Cross-Site Scripting (XSS) attacks are at number three in the OWASP Top 10 2013 list [1] and according to a recent report by WhiteHat, 53% of the web applications are vulnerable to XSS attacks [2]. In this paper, we propose SIACHEN, a fine-grained, white-list and browser-enforced security policy language for the mitigation of XSS attacks. SIACHEN’s syntax is similar to Cascading Style Sheets (CSS) and its semantics is based on Content Security Policy (CSP) directives. CSP is a coarse-grained policy language and gives web site administrators a page-level control. Our policy language operates on per-id or per-class of web page’s HTML elements. SIACHEN also supports input validation and output encoding, which is missing in case of CSP. At the same time, SIACHEN leverages ECMAScript’s object freezing feature from the earlier work done by Heiderich et al. in [3]. SIACHEN glues together a number of disparate technologies into a single framework. We implemented our proposal in the form of a client-side JavaScript library. Web site administrators can deliver the SIACHEN policy to the browser via a new header named “X-Siachen-Policy”. To show the applicability of our solution, we have added support of SIACHEN policy language in three open source web applications (i.e., PHPBB, PHPList&Damn Vulnerable Web App).
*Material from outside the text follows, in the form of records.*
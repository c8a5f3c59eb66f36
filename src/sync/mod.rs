//! Repository lifecycle synchronization: keeps the in-memory ACL
//! configuration, the bare repositories on disk, and the versioned admin
//! repository consistent across add/delete/move operations.
//!
//! Actions are delivered one at a time; each completes, filesystem side
//! effects included, before the next begins. One commit per repository
//! change, never batched across repositories.

pub mod events;
mod relocate;

pub use events::HostingEvent;
pub use relocate::Relocator;

use std::path::{Path, PathBuf};
use std::sync::Arc;
use std::sync::mpsc;
use std::thread;

use tracing::{debug, error, info, warn};

use crate::acl::{AclConfig, AdminRepo, RepoEntry, permissions};
use crate::directory::Directory;
use crate::error::{Error, Result};
use crate::types::{Capability, Repository};

/// Config key tagging an entry with its owning project.
pub const PROJECT_ID_KEY: &str = "gitwarden.projectid";
/// Config key controlling anonymous smart-HTTP upload-pack.
pub const HTTP_UPLOADPACK_KEY: &str = "http.uploadpack";

/// Name and on-disk path of a repository scheduled for deletion. Carried
/// separately from [`Repository`] because the owning project may already be
/// gone when the deletion executes.
#[derive(Debug, Clone)]
pub struct RepoHandle {
    pub name: String,
    pub path: PathBuf,
}

/// One unit of work for the synchronizer.
#[derive(Debug)]
pub enum SyncAction {
    AddRepository(Repository),
    /// Ordered deepest-first when nested projects are deleted together, so
    /// directory pruning never hits a still-populated parent.
    DeleteRepositories(Vec<RepoHandle>),
    MoveRepository {
        repository: Repository,
        old_name: String,
        old_path: PathBuf,
    },
    ResyncAllProjects,
    ResyncAllPrincipals,
}

pub struct Synchronizer {
    config: AclConfig,
    admin: AdminRepo,
    relocator: Relocator,
    directory: Arc<dyn Directory>,
    storage_root: PathBuf,
}

impl Synchronizer {
    pub fn new(
        admin: AdminRepo,
        directory: Arc<dyn Directory>,
        storage_root: impl Into<PathBuf>,
    ) -> Self {
        let storage_root = storage_root.into();
        Self {
            config: AclConfig::new(),
            admin,
            relocator: Relocator::new(&storage_root),
            directory,
            storage_root,
        }
    }

    pub fn config(&self) -> &AclConfig {
        &self.config
    }

    pub fn apply(&mut self, action: SyncAction) -> Result<()> {
        match action {
            SyncAction::AddRepository(repo) => self.add_repository(&repo),
            SyncAction::DeleteRepositories(repos) => {
                // Default post-removal behavior: reclaim the directory.
                let relocator = self.relocator_for_hooks();
                self.delete_repositories(&repos, |handle| relocator.clean_repo_dir(&handle.path))
            }
            SyncAction::MoveRepository {
                repository,
                old_name,
                old_path,
            } => self.move_repository(&repository, &old_name, &old_path),
            SyncAction::ResyncAllProjects => self.resync_all_projects(),
            SyncAction::ResyncAllPrincipals => self.resync_all_principals(),
        }
    }

    /// Registers a repository, replacing any stale entry of the same name.
    /// Idempotent: a second add yields one entry with the latest permissions.
    pub fn add_repository(&mut self, repo: &Repository) -> Result<()> {
        let name = repo.name.clone();

        if self.config.repo(&name).is_some() {
            warn!("repository '{name}' already present in ACL configuration, removing first");
            self.config.rm_repo(&name);
        }

        let entry = self.build_entry(repo)?;
        let permissions = self.compute_permissions(repo)?;

        // Config keys and permissions land only once the bare entry is
        // attached, so a failure cannot leave a half-configured entry.
        self.config.add_repo(entry);
        if let Some(attached) = self.config.repo_mut(&name) {
            attached.set_permissions(permissions);
        }

        self.admin
            .commit_config(&self.config, &format!("add_repository : {name}"))?;
        Ok(())
    }

    /// Removes a batch of repositories. Each repository commits on its own;
    /// a failure on one does not roll back siblings already processed, and
    /// remaining siblings are still attempted. An entry already absent is a
    /// valid end state, logged and skipped.
    ///
    /// `after_remove` runs between the configuration removal and the commit,
    /// giving the caller a chance to archive or trash the physical
    /// repository before it is considered gone.
    pub fn delete_repositories<F>(&mut self, repos: &[RepoHandle], mut after_remove: F) -> Result<()>
    where
        F: FnMut(&RepoHandle) -> Result<()>,
    {
        let mut first_err = None;

        for handle in repos {
            if self.config.rm_repo(&handle.name).is_none() {
                warn!("repository '{}' not present in ACL configuration", handle.name);
                continue;
            }

            let result = after_remove(handle).and_then(|()| {
                self.admin
                    .commit_config(&self.config, &format!("delete_repository : {}", handle.name))
                    .map(|_| ())
            });

            if let Err(e) = result {
                error!("failed to delete repository '{}': {e}", handle.name);
                first_err.get_or_insert(e);
            }
        }

        match first_err {
            Some(e) => Err(e),
            None => Ok(()),
        }
    }

    /// Moves a repository to the location implied by its current name:
    /// remove the old entry, relocate the directory, re-add as new.
    ///
    /// The three steps are not atomic. If the filesystem step fails after
    /// the old entry was removed, the repository has no ACL entry while its
    /// directory still sits at the old path; that state is surfaced loudly
    /// and never repaired automatically.
    pub fn move_repository(
        &mut self,
        repo: &Repository,
        old_name: &str,
        old_path: &Path,
    ) -> Result<()> {
        let new_path = repo.canonical_path(&self.storage_root);

        info!("moving repository '{old_name}' -> '{}'", repo.name);
        debug!(
            "on filesystem: '{}' -> '{}'",
            old_path.display(),
            new_path.display()
        );

        if self.config.rm_repo(old_name).is_none() {
            warn!("repository '{old_name}' not present in ACL configuration");
        }

        if let Err(e) = self.relocator.relocate(old_path, &new_path) {
            error!(
                "move of '{old_name}' interrupted: ACL entry removed but directory move \
                 failed ({e}); operator intervention required"
            );
            return Err(Error::MoveInterrupted {
                name: old_name.to_string(),
                old_path: old_path.to_path_buf(),
            });
        }

        self.add_repository(repo)
    }

    /// Re-issues an add for every active project's repository. Idempotent:
    /// replaying against an already-consistent system produces no commit.
    pub fn resync_all_projects(&mut self) -> Result<()> {
        let projects = self.directory.projects()?;
        let mut count = 0;

        for project in projects.iter().filter(|p| p.active) {
            if let Some(repo) = self.directory.repository(&project.id)? {
                self.add_repository(&repo)?;
                count += 1;
            }
        }

        info!("resynchronized {count} repositories");
        Ok(())
    }

    /// Recomputes the permission blocks distributed for every principal, on
    /// every registered repository regardless of project state.
    pub fn resync_all_principals(&mut self) -> Result<()> {
        let projects = self.directory.projects()?;
        let mut count = 0;

        for project in &projects {
            if let Some(repo) = self.directory.repository(&project.id)? {
                self.add_repository(&repo)?;
                count += 1;
            }
        }

        info!("redistributed permissions for {count} repositories");
        Ok(())
    }

    /// Hands the synchronizer to a dedicated consumer thread and returns a
    /// handle for dispatching actions to it.
    pub fn spawn(self) -> SyncHandle {
        let (tx, rx) = mpsc::channel::<SyncAction>();

        let join = thread::Builder::new()
            .name("gitwarden-sync".into())
            .spawn(move || {
                let mut sync = self;
                // One action fully completes before the next is received.
                while let Ok(action) = rx.recv() {
                    if let Err(e) = sync.apply(action) {
                        error!("synchronization action failed: {e}");
                    }
                }
            })
            .expect("spawn synchronizer thread");

        SyncHandle {
            tx,
            join: Some(join),
        }
    }

    fn compute_permissions(&self, repo: &Repository) -> Result<permissions::TierSet> {
        let project = self
            .directory
            .project(&repo.project_id)?
            .ok_or_else(|| Error::ProjectNotFound(repo.project_id.clone()))?;
        let members = self.directory.members(&project.id)?;
        let anonymous = self.directory.anonymous_capability(&project);

        Ok(permissions::compute(repo, &project, &members, anonymous))
    }

    fn build_entry(&self, repo: &Repository) -> Result<RepoEntry> {
        let project = self
            .directory
            .project(&repo.project_id)?
            .ok_or_else(|| Error::ProjectNotFound(repo.project_id.clone()))?;
        let anonymous = self.directory.anonymous_capability(&project);

        let mut entry = RepoEntry::new(&repo.name);
        entry.set_config_key(PROJECT_ID_KEY, &project.id);

        let anonymous_http = anonymous.has(Capability::VIEW_CHANGESETS) || repo.http_enabled;
        entry.set_config_key(HTTP_UPLOADPACK_KEY, anonymous_http.to_string());

        for (key, value) in &repo.config_keys {
            entry.set_config_key(key, value);
        }

        Ok(entry)
    }

    // delete_repositories borrows self mutably while the default hook needs
    // the relocator; hand the hook its own value over the same root.
    fn relocator_for_hooks(&self) -> Relocator {
        Relocator::new(self.storage_root.clone())
    }
}

/// Dispatch side of the single-consumer synchronizer thread.
pub struct SyncHandle {
    tx: mpsc::Sender<SyncAction>,
    join: Option<thread::JoinHandle<()>>,
}

impl SyncHandle {
    pub fn dispatch(&self, action: SyncAction) -> Result<()> {
        self.tx.send(action).map_err(|_| Error::SynchronizerGone)
    }
}

impl Drop for SyncHandle {
    fn drop(&mut self) {
        // Closing the channel lets the consumer drain and exit.
        drop(std::mem::replace(&mut self.tx, mpsc::channel().0));
        if let Some(join) = self.join.take() {
            let _ = join.join();
        }
    }
}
Our evaluation shows reasonably low overhead is incurred by web applications and requires less amount of effort from developers’ side. We have tested our prototype against a large number of state-of-the-art, obfuscated and unobfuscated XSS attack vectors and found no bypass. To assist web site administrators, we present SIACHEN AiDer, an online service for the automated recommendation of policies. Further, this paper also presents results of a short survey of fifty popular desktop web applications and their mobile versions (100 in total).We have found an XSS in all surveyed sites but the main purpose of the survey is to find suitable venues for our prototype.